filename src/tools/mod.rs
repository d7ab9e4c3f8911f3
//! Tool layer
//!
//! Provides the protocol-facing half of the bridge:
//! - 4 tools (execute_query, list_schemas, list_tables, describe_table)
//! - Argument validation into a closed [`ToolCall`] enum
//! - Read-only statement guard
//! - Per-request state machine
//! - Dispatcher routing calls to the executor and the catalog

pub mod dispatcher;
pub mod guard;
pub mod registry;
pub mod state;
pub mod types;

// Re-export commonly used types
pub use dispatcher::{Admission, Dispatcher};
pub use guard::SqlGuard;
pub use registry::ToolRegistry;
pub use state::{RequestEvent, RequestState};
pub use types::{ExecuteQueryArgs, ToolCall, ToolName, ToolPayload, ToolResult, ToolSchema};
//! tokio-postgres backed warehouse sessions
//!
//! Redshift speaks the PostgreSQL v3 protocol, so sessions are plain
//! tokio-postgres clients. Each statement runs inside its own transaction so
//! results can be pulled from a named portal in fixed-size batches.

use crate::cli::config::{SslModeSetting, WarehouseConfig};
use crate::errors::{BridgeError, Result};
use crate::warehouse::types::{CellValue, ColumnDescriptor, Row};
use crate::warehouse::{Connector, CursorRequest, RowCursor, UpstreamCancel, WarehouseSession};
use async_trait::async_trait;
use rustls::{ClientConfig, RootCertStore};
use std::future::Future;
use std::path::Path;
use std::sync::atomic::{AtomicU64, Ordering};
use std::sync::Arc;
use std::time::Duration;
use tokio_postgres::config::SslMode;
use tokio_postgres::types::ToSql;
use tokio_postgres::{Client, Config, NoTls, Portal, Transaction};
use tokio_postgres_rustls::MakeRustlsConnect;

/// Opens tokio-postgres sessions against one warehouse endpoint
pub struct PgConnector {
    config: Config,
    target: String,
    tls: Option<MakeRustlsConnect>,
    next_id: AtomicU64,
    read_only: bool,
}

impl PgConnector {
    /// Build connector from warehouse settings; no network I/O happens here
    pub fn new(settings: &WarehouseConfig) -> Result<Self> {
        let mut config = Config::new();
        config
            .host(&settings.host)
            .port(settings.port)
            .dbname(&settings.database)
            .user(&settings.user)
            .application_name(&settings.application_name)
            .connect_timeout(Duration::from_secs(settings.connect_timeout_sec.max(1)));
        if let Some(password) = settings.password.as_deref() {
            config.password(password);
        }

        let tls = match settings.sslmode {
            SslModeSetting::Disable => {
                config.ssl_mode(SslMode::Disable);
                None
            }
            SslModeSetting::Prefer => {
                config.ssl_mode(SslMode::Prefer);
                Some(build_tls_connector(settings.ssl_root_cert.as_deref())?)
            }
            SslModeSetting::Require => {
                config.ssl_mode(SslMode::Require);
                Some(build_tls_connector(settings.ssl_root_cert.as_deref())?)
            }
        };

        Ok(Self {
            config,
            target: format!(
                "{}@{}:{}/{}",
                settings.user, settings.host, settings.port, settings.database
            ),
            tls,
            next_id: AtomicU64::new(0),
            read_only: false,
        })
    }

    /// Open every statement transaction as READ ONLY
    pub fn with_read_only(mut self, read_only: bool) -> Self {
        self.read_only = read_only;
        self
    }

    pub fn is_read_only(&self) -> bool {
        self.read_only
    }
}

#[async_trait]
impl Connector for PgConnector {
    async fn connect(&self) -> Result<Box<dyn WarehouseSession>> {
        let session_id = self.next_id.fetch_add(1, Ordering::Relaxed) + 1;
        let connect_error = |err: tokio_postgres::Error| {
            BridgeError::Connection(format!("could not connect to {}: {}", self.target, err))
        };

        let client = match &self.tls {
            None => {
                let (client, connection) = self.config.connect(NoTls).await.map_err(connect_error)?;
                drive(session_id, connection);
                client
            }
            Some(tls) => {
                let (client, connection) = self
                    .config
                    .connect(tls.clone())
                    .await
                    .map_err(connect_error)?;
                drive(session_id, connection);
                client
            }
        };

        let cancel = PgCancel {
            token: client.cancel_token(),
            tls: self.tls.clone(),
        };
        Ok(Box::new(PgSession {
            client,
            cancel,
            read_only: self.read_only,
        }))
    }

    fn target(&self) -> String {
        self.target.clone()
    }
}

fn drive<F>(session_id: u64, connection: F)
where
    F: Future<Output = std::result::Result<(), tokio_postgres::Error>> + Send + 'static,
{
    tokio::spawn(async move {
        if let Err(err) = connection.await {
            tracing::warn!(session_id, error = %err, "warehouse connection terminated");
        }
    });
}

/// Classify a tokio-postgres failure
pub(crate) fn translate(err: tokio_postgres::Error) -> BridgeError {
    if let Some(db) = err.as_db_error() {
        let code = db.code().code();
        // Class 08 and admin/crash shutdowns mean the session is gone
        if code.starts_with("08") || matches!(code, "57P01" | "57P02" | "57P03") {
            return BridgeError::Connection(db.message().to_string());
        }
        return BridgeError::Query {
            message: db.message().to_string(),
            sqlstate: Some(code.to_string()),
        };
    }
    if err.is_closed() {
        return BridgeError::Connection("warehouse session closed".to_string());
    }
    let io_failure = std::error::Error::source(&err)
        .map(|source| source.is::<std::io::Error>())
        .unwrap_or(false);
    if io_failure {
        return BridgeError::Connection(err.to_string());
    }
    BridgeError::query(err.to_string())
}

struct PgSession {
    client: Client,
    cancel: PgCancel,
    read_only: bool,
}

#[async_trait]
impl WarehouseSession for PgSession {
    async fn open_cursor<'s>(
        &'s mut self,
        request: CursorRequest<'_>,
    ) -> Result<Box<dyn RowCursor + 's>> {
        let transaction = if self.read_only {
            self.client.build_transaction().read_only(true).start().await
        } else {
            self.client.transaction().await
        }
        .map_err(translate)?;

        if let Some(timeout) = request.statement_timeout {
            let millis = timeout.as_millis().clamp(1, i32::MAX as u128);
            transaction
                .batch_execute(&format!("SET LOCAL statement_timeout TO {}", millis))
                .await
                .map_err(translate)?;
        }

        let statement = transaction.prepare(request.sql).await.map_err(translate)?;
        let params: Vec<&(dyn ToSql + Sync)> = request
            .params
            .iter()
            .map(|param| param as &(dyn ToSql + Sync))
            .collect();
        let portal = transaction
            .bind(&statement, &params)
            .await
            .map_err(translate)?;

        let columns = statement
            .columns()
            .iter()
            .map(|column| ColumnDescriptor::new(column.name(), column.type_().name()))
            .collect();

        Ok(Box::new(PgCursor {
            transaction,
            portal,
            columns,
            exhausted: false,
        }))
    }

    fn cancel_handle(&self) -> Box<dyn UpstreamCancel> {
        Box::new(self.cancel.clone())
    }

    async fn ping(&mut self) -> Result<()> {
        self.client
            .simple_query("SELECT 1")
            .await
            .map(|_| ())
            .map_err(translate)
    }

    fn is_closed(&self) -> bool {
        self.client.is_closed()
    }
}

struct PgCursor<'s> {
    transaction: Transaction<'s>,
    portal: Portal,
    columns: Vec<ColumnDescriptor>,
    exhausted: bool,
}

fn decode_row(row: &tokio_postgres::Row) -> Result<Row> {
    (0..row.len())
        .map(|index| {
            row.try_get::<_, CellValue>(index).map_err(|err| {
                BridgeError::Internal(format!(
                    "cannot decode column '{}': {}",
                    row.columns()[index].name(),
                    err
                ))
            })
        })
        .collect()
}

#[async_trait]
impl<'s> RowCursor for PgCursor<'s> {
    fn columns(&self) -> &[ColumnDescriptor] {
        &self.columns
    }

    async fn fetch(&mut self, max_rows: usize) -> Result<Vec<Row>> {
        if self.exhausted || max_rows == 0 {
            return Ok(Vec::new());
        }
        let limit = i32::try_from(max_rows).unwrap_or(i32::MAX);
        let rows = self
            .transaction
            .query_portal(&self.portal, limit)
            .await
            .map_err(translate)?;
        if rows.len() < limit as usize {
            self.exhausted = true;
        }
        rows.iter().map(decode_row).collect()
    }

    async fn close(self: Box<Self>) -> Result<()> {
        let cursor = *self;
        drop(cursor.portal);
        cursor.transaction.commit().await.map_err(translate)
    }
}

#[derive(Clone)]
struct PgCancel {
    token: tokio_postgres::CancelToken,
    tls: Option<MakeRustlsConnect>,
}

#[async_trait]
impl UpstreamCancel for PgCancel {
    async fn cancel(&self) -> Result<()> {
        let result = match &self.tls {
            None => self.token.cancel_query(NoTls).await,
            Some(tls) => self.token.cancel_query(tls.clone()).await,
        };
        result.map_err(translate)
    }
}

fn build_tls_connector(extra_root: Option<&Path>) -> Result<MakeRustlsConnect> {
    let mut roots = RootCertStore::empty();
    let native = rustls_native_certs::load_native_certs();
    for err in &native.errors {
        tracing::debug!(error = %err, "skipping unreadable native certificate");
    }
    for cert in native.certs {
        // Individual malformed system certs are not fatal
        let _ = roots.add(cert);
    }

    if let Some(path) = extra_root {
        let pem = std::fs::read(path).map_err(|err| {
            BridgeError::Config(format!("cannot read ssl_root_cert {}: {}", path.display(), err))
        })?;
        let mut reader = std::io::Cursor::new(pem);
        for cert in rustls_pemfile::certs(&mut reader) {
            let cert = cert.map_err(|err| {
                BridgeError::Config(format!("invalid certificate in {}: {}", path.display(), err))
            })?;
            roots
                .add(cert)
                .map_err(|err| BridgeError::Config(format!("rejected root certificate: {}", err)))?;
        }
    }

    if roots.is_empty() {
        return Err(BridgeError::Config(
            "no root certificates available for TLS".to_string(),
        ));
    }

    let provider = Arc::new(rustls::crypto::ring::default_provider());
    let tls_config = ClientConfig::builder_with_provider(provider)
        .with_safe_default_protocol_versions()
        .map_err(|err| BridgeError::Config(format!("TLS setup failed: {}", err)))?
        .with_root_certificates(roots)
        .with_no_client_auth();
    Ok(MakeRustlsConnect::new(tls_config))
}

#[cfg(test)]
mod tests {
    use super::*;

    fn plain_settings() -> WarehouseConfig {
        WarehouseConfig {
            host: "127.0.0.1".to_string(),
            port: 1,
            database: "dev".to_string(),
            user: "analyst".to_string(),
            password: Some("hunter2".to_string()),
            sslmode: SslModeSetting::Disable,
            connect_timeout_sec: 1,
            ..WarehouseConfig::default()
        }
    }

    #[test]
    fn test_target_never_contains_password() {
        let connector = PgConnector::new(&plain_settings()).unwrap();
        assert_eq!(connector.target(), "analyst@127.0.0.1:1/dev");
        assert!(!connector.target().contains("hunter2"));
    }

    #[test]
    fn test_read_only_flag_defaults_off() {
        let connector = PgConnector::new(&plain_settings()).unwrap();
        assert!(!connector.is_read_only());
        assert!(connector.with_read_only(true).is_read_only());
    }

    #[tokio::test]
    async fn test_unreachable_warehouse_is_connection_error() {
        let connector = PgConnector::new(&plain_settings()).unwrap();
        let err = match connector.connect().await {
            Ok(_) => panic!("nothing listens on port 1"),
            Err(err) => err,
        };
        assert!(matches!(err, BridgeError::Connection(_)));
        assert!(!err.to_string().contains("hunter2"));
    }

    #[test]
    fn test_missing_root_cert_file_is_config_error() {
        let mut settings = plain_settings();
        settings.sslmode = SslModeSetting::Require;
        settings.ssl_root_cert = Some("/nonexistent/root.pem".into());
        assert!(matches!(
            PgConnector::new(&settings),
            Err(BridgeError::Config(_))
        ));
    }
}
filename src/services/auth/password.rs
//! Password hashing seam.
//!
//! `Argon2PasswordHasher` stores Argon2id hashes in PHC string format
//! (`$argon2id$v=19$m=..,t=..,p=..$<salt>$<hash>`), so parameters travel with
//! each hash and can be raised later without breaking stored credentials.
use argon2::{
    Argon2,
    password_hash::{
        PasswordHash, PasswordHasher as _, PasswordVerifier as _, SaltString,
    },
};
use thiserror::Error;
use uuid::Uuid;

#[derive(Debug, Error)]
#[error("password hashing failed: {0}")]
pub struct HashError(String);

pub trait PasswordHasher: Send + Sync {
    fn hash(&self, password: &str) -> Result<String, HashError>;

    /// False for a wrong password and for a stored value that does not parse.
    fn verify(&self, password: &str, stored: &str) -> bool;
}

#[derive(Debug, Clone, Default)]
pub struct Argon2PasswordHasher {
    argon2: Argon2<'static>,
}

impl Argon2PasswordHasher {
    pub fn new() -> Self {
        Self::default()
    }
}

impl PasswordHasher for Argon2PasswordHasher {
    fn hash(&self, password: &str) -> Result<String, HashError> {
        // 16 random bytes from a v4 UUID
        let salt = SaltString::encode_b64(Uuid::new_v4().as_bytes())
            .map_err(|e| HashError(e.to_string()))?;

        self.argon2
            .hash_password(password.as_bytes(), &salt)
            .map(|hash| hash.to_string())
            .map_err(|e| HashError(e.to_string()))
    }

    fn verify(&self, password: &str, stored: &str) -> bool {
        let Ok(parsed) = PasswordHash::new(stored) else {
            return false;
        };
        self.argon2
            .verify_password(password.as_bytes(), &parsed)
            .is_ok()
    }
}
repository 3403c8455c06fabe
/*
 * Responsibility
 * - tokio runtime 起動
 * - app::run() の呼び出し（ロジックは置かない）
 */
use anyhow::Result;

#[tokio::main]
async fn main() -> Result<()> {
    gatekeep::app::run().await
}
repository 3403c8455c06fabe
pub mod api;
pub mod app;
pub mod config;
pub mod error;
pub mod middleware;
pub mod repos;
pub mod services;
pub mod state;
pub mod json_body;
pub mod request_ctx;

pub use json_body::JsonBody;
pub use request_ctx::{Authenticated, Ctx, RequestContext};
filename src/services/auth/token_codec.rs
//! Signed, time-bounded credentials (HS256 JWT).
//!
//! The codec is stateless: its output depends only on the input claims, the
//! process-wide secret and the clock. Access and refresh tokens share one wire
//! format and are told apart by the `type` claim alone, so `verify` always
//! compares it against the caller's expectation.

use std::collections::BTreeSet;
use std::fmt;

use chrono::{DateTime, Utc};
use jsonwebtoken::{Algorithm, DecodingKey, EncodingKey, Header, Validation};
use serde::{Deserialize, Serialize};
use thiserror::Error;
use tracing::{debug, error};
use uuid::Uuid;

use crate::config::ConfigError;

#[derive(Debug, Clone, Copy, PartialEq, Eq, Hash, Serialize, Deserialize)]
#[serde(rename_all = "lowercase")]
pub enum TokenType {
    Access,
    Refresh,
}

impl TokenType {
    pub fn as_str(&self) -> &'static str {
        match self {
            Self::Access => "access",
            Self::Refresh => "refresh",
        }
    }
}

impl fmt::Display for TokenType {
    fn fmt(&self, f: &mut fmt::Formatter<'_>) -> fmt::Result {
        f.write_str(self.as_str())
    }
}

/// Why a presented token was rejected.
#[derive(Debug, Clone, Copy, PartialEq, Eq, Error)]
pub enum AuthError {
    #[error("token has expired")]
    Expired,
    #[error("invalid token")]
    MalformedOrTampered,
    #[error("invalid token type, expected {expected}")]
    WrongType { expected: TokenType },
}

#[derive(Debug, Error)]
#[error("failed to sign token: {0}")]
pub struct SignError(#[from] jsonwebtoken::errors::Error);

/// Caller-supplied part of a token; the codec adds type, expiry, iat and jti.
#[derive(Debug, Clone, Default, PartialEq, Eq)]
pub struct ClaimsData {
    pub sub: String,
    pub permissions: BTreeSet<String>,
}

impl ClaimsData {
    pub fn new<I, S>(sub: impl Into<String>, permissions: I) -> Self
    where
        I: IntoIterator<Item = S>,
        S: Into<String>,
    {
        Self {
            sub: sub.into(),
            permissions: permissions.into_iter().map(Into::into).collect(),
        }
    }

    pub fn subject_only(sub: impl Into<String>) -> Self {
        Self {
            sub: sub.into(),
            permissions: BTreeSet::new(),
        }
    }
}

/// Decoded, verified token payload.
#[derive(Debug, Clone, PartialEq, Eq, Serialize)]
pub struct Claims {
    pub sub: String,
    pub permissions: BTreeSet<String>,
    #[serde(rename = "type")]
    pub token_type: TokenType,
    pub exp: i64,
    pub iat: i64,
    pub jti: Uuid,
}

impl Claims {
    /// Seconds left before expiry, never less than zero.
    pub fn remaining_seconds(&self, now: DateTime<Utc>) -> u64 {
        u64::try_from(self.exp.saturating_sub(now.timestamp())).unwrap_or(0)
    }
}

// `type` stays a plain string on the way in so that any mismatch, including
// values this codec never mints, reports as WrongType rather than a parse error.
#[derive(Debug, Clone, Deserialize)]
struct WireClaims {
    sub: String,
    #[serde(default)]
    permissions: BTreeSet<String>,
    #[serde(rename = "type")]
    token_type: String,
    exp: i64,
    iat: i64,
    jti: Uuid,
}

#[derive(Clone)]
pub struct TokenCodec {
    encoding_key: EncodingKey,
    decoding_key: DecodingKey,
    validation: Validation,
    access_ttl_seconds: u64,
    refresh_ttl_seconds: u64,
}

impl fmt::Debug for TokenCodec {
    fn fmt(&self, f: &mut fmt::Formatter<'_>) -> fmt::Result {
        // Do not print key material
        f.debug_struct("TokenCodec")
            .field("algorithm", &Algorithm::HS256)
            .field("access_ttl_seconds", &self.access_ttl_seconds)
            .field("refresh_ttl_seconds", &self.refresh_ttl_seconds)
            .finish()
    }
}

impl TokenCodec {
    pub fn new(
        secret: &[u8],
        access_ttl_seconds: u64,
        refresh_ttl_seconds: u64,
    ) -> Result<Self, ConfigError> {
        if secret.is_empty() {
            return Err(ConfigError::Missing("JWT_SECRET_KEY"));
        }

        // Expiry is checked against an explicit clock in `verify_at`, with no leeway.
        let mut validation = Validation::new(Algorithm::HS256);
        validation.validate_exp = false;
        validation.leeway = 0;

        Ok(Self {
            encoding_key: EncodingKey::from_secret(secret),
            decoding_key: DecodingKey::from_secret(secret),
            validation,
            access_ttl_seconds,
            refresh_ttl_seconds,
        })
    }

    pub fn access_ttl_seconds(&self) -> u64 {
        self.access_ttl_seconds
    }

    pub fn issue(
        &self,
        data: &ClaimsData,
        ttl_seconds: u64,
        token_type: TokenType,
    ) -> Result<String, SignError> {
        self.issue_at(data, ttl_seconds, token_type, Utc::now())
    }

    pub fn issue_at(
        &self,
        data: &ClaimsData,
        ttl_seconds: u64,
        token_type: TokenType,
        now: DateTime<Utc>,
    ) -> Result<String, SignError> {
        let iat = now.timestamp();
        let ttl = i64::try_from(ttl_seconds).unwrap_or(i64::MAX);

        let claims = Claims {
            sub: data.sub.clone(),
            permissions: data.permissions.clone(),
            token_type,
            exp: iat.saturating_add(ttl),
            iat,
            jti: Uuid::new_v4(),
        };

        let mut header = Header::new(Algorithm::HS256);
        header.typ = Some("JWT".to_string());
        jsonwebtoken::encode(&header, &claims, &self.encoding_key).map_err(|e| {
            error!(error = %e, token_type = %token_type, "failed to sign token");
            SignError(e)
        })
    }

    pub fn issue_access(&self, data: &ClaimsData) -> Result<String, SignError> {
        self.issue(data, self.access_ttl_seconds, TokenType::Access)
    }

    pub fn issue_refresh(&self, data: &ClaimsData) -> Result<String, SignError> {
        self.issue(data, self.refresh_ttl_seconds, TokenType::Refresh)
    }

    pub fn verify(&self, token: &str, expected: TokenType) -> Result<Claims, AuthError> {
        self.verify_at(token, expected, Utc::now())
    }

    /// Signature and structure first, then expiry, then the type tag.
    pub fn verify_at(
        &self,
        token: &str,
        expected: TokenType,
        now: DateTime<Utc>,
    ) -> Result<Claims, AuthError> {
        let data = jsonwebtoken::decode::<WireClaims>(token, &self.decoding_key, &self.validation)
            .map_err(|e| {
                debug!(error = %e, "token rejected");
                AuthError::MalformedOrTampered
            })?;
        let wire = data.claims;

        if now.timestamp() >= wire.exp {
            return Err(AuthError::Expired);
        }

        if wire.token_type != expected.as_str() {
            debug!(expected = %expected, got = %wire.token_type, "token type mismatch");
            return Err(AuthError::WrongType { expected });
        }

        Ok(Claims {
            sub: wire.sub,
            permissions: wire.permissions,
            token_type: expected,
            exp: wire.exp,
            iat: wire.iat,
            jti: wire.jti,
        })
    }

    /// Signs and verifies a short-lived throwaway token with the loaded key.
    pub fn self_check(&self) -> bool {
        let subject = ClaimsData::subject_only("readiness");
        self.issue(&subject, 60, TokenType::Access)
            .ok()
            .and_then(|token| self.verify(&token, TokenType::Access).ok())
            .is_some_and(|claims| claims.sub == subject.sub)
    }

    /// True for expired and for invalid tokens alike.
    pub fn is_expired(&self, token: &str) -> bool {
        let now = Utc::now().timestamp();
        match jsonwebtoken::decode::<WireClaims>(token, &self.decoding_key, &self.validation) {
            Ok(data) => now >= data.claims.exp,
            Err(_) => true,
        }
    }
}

--- Action item ---
Lines with "services" in them are what the answer must contain; copy each from the records above.

--- Task result ---
filename src/services/auth/password.rs
pub mod services;
filename src/services/auth/token_codec.rs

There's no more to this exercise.